WHAT TO PRODUCE – All of the data below needs to be set down again, exactly as shown.
** Opening GIVEN RECORDS block **
//! In-memory store implementations for testing.
//!
//! Uses `HashMap` and `Vec` behind `std::sync::RwLock`. Locks are never held
//! across an `.await`.

use std::collections::HashMap;
use std::sync::RwLock;

use async_trait::async_trait;
use uuid::Uuid;

use crate::error::{Error, Result};
use crate::models::{Report, StoredContent, Work};

use super::{ContentRecordStore, ContentStore, ReportStore, WorkStore};

fn poisoned<T>(_: T) -> Error {
    Error::storage("in-memory store lock poisoned")
}

/// Blob store keeping bytes in a map keyed by a generated handle.
#[derive(Default)]
pub struct InMemoryBlobStore {
    blobs: RwLock<HashMap<String, Vec<u8>>>,
}

impl InMemoryBlobStore {
    pub fn new() -> Self {
        Self::default()
    }

    pub fn len(&self) -> usize {
        self.blobs.read().map(|b| b.len()).unwrap_or(0)
    }

    pub fn is_empty(&self) -> bool {
        self.len() == 0
    }
}

#[async_trait]
impl ContentStore for InMemoryBlobStore {
    async fn put(&self, bytes: &[u8]) -> Result<String> {
        let handle = Uuid::new_v4().to_string();
        self.blobs
            .write()
            .map_err(poisoned)?
            .insert(handle.clone(), bytes.to_vec());
        Ok(handle)
    }

    async fn get(&self, handle: &str) -> Result<Vec<u8>> {
        self.blobs
            .read()
            .map_err(poisoned)?
            .get(handle)
            .cloned()
            .ok_or_else(|| Error::not_found(format!("blob {}", handle)))
    }

    async fn delete(&self, handle: &str) -> Result<()> {
        match self.blobs.write().map_err(poisoned)?.remove(handle) {
            Some(_) => Ok(()),
            None => Err(Error::not_found(format!("blob {}", handle))),
        }
    }
}

/// Record store for contents, works, and reports.
///
/// Works and reports are kept in insertion order, so corpus lookups return
/// works in the order they were saved.
#[derive(Default)]
pub struct InMemoryStore {
    contents: RwLock<Vec<StoredContent>>,
    works: RwLock<Vec<Work>>,
    reports: RwLock<Vec<Report>>,
}

impl InMemoryStore {
    pub fn new() -> Self {
        Self::default()
    }

    pub fn report_count(&self) -> usize {
        self.reports.read().map(|r| r.len()).unwrap_or(0)
    }

    pub fn work_count(&self) -> usize {
        self.works.read().map(|w| w.len()).unwrap_or(0)
    }

    pub fn content_count(&self) -> usize {
        self.contents.read().map(|c| c.len()).unwrap_or(0)
    }
}

#[async_trait]
impl ContentRecordStore for InMemoryStore {
    async fn save(&self, content: &StoredContent) -> Result<()> {
        let mut contents = self.contents.write().map_err(poisoned)?;
        if contents.iter().any(|c| c.id == content.id) {
            return Err(Error::storage(format!("duplicate content id {}", content.id)));
        }
        contents.push(content.clone());
        Ok(())
    }

    async fn get_by_id(&self, id: Uuid) -> Result<StoredContent> {
        self.contents
            .read()
            .map_err(poisoned)?
            .iter()
            .find(|c| c.id == id)
            .cloned()
            .ok_or_else(|| Error::not_found(format!("content {}", id)))
    }

    async fn get_by_hash(&self, hash: &str) -> Result<StoredContent> {
        self.contents
            .read()
            .map_err(poisoned)?
            .iter()
            .find(|c| c.content_hash == hash)
            .cloned()
            .ok_or_else(|| Error::not_found(format!("content with hash {}", hash)))
    }
}

#[async_trait]
impl WorkStore for InMemoryStore {
    async fn save(&self, work: &Work) -> Result<()> {
        let mut works = self.works.write().map_err(poisoned)?;
        if works.iter().any(|w| w.id == work.id) {
            return Err(Error::storage(format!("duplicate work id {}", work.id)));
        }
        works.push(work.clone());
        Ok(())
    }

    async fn get_by_id(&self, id: Uuid) -> Result<Work> {
        self.works
            .read()
            .map_err(poisoned)?
            .iter()
            .find(|w| w.id == id)
            .cloned()
            .ok_or_else(|| Error::not_found(format!("work {}", id)))
    }

    async fn find_by_assignment(&self, assignment_id: Uuid) -> Result<Vec<Work>> {
        Ok(self
            .works
            .read()
            .map_err(poisoned)?
            .iter()
            .filter(|w| w.assignment_id == assignment_id)
            .cloned()
            .collect())
    }

    async fn exists(&self, student_id: Uuid, assignment_id: Uuid) -> Result<bool> {
        Ok(self
            .works
            .read()
            .map_err(poisoned)?
            .iter()
            .any(|w| w.student_id == student_id && w.assignment_id == assignment_id))
    }
}

#[async_trait]
impl ReportStore for InMemoryStore {
    async fn save(&self, report: &Report) -> Result<()> {
        self.reports.write().map_err(poisoned)?.push(report.clone());
        Ok(())
    }

    async fn get_latest_by_work(&self, work_id: Uuid) -> Result<Report> {
        // Later insertions win ties on created_at.
        self.reports
            .read()
            .map_err(poisoned)?
            .iter()
            .filter(|r| r.work_id == work_id)
            .fold(None::<&Report>, |latest, r| match latest {
                Some(l) if l.created_at > r.created_at => Some(l),
                _ => Some(r),
            })
            .cloned()
            .ok_or_else(|| Error::not_found(format!("report for work {}", work_id)))
    }
}
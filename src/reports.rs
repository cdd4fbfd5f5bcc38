//! Report retrieval.
//!
//! Read side of the pipeline: latest report for one work, and the latest
//! report for every work of an assignment. Used by the `copycheck report`
//! and `copycheck reports` commands and by the HTTP report endpoints.

use std::sync::Arc;

use tracing::warn;
use uuid::Uuid;

use copycheck_core::models::ReportResponse;
use copycheck_core::store::{ReportStore, WorkStore};
use copycheck_core::Result;

#[derive(Clone)]
pub struct ReportService {
    reports: Arc<dyn ReportStore>,
    works: Arc<dyn WorkStore>,
}

impl ReportService {
    pub fn new(reports: Arc<dyn ReportStore>, works: Arc<dyn WorkStore>) -> Self {
        Self { reports, works }
    }

    /// Latest report for `work_id`; `NotFound` if none was written.
    pub async fn get_report(&self, work_id: Uuid) -> Result<ReportResponse> {
        let report = self.reports.get_latest_by_work(work_id).await?;
        Ok(ReportResponse::from(&report))
    }

    /// Latest report of each work in the assignment, in corpus order.
    ///
    /// Works without a report (still processing, or cancelled) are left out.
    pub async fn list_for_assignment(&self, assignment_id: Uuid) -> Result<Vec<ReportResponse>> {
        let works = self.works.find_by_assignment(assignment_id).await?;
        let mut out = Vec::with_capacity(works.len());
        for work in works {
            match self.reports.get_latest_by_work(work.id).await {
                Ok(report) => out.push(ReportResponse::from(&report)),
                Err(e) if e.is_not_found() => {}
                Err(e) => warn!(work_id = %work.id, error = %e, "skipping unreadable report"),
            }
        }
        Ok(out)
    }
}

/// Print a report in the CLI's key/value layout.
pub fn print_report(report: &ReportResponse) {
    println!("work_id:          {}", report.work_id);
    println!("similarity_score: {:.4}", report.similarity_score);
    println!("is_plagiarized:   {}", report.is_plagiarized);
    if let Some(matched) = report.matched_work_id {
        println!("matched_work_id:  {}", matched);
    }
    println!("algorithm:        {}", report.details.algorithm);
    println!("total_tokens:     {}", report.details.total_tokens);
    println!("created_at:       {}", report.created_at);
}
** Closing GIVEN RECORDS block **
OUTPUT –
//! In-memory store implementations for testing.
//!
//! Uses `HashMap` and `Vec` behind `std::sync::RwLock`. Locks are never held
//! across an `.await`.

use std::collections::HashMap;
use std::sync::RwLock;

use async_trait::async_trait;
use uuid::Uuid;

use crate::error::{Error, Result};
use crate::models::{Report, StoredContent, Work};

use super::{ContentRecordStore, ContentStore, ReportStore, WorkStore};

fn poisoned<T>(_: T) -> Error {
    Error::storage("in-memory store lock poisoned")
}

/// Blob store keeping bytes in a map keyed by a generated handle.
#[derive(Default)]
pub struct InMemoryBlobStore {
    blobs: RwLock<HashMap<String, Vec<u8>>>,
}

impl InMemoryBlobStore {
    pub fn new() -> Self {
        Self::default()
    }

    pub fn len(&self) -> usize {
        self.blobs.read().map(|b| b.len()).unwrap_or(0)
    }

    pub fn is_empty(&self) -> bool {
        self.len() == 0
    }
}

#[async_trait]
impl ContentStore for InMemoryBlobStore {
    async fn put(&self, bytes: &[u8]) -> Result<String> {
        let handle = Uuid::new_v4().to_string();
        self.blobs
            .write()
            .map_err(poisoned)?
            .insert(handle.clone(), bytes.to_vec());
        Ok(handle)
    }

    async fn get(&self, handle: &str) -> Result<Vec<u8>> {
        self.blobs
            .read()
            .map_err(poisoned)?
            .get(handle)
            .cloned()
            .ok_or_else(|| Error::not_found(format!("blob {}", handle)))
    }

    async fn delete(&self, handle: &str) -> Result<()> {
        match self.blobs.write().map_err(poisoned)?.remove(handle) {
            Some(_) => Ok(()),
            None => Err(Error::not_found(format!("blob {}", handle))),
        }
    }
}

/// Record store for contents, works, and reports.
///
/// Works and reports are kept in insertion order, so corpus lookups return
/// works in the order they were saved.
#[derive(Default)]
pub struct InMemoryStore {
    contents: RwLock<Vec<StoredContent>>,
    works: RwLock<Vec<Work>>,
    reports: RwLock<Vec<Report>>,
}

impl InMemoryStore {
    pub fn new() -> Self {
        Self::default()
    }

    pub fn report_count(&self) -> usize {
        self.reports.read().map(|r| r.len()).unwrap_or(0)
    }

    pub fn work_count(&self) -> usize {
        self.works.read().map(|w| w.len()).unwrap_or(0)
    }

    pub fn content_count(&self) -> usize {
        self.contents.read().map(|c| c.len()).unwrap_or(0)
    }
}

#[async_trait]
impl ContentRecordStore for InMemoryStore {
    async fn save(&self, content: &StoredContent) -> Result<()> {
        let mut contents = self.contents.write().map_err(poisoned)?;
        if contents.iter().any(|c| c.id == content.id) {
            return Err(Error::storage(format!("duplicate content id {}", content.id)));
        }
        contents.push(content.clone());
        Ok(())
    }

    async fn get_by_id(&self, id: Uuid) -> Result<StoredContent> {
        self.contents
            .read()
            .map_err(poisoned)?
            .iter()
            .find(|c| c.id == id)
            .cloned()
            .ok_or_else(|| Error::not_found(format!("content {}", id)))
    }

    async fn get_by_hash(&self, hash: &str) -> Result<StoredContent> {
        self.contents
            .read()
            .map_err(poisoned)?
            .iter()
            .find(|c| c.content_hash == hash)
            .cloned()
            .ok_or_else(|| Error::not_found(format!("content with hash {}", hash)))
    }
}

#[async_trait]
impl WorkStore for InMemoryStore {
    async fn save(&self, work: &Work) -> Result<()> {
        let mut works = self.works.write().map_err(poisoned)?;
        if works.iter().any(|w| w.id == work.id) {
            return Err(Error::storage(format!("duplicate work id {}", work.id)));
        }
        works.push(work.clone());
        Ok(())
    }

    async fn get_by_id(&self, id: Uuid) -> Result<Work> {
        self.works
            .read()
            .map_err(poisoned)?
            .iter()
            .find(|w| w.id == id)
            .cloned()
            .ok_or_else(|| Error::not_found(format!("work {}", id)))
    }

    async fn find_by_assignment(&self, assignment_id: Uuid) -> Result<Vec<Work>> {
        Ok(self
            .works
            .read()
            .map_err(poisoned)?
            .iter()
            .filter(|w| w.assignment_id == assignment_id)
            .cloned()
            .collect())
    }

    async fn exists(&self, student_id: Uuid, assignment_id: Uuid) -> Result<bool> {
        Ok(self
            .works
            .read()
            .map_err(poisoned)?
            .iter()
            .any(|w| w.student_id == student_id && w.assignment_id == assignment_id))
    }
}

#[async_trait]
impl ReportStore for InMemoryStore {
    async fn save(&self, report: &Report) -> Result<()> {
        self.reports.write().map_err(poisoned)?.push(report.clone());
        Ok(())
    }

    async fn get_latest_by_work(&self, work_id: Uuid) -> Result<Report> {
        // Later insertions win ties on created_at.
        self.reports
            .read()
            .map_err(poisoned)?
            .iter()
            .filter(|r| r.work_id == work_id)
            .fold(None::<&Report>, |latest, r| match latest {
                Some(l) if l.created_at > r.created_at => Some(l),
                _ => Some(r),
            })
            .cloned()
            .ok_or_else(|| Error::not_found(format!("report for work {}", work_id)))
    }
}
filename src/reports.rs
repository cdd4fbfd5f5bcc38
//! Report retrieval.
//!
//! Read side of the pipeline: latest report for one work, and the latest
//! report for every work of an assignment. Used by the `copycheck report`
//! and `copycheck reports` commands and by the HTTP report endpoints.

use std::sync::Arc;

use tracing::warn;
use uuid::Uuid;

use copycheck_core::models::ReportResponse;
use copycheck_core::store::{ReportStore, WorkStore};
use copycheck_core::Result;

#[derive(Clone)]
pub struct ReportService {
    reports: Arc<dyn ReportStore>,
    works: Arc<dyn WorkStore>,
}

impl ReportService {
    pub fn new(reports: Arc<dyn ReportStore>, works: Arc<dyn WorkStore>) -> Self {
        Self { reports, works }
    }

    /// Latest report for `work_id`; `NotFound` if none was written.
    pub async fn get_report(&self, work_id: Uuid) -> Result<ReportResponse> {
        let report = self.reports.get_latest_by_work(work_id).await?;
        Ok(ReportResponse::from(&report))
    }

    /// Latest report of each work in the assignment, in corpus order.
    ///
    /// Works without a report (still processing, or cancelled) are left out.
    pub async fn list_for_assignment(&self, assignment_id: Uuid) -> Result<Vec<ReportResponse>> {
        let works = self.works.find_by_assignment(assignment_id).await?;
        let mut out = Vec::with_capacity(works.len());
        for work in works {
            match self.reports.get_latest_by_work(work.id).await {
                Ok(report) => out.push(ReportResponse::from(&report)),
                Err(e) if e.is_not_found() => {}
                Err(e) => warn!(work_id = %work.id, error = %e, "skipping unreadable report"),
            }
        }
        Ok(out)
    }
}

/// Print a report in the CLI's key/value layout.
pub fn print_report(report: &ReportResponse) {
    println!("work_id:          {}", report.work_id);
    println!("similarity_score: {:.4}", report.similarity_score);
    println!("is_plagiarized:   {}", report.is_plagiarized);
    if let Some(matched) = report.matched_work_id {
        println!("matched_work_id:  {}", matched);
    }
    println!("algorithm:        {}", report.details.algorithm);
    println!("total_tokens:     {}", report.details.total_tokens);
    println!("created_at:       {}", report.created_at);
}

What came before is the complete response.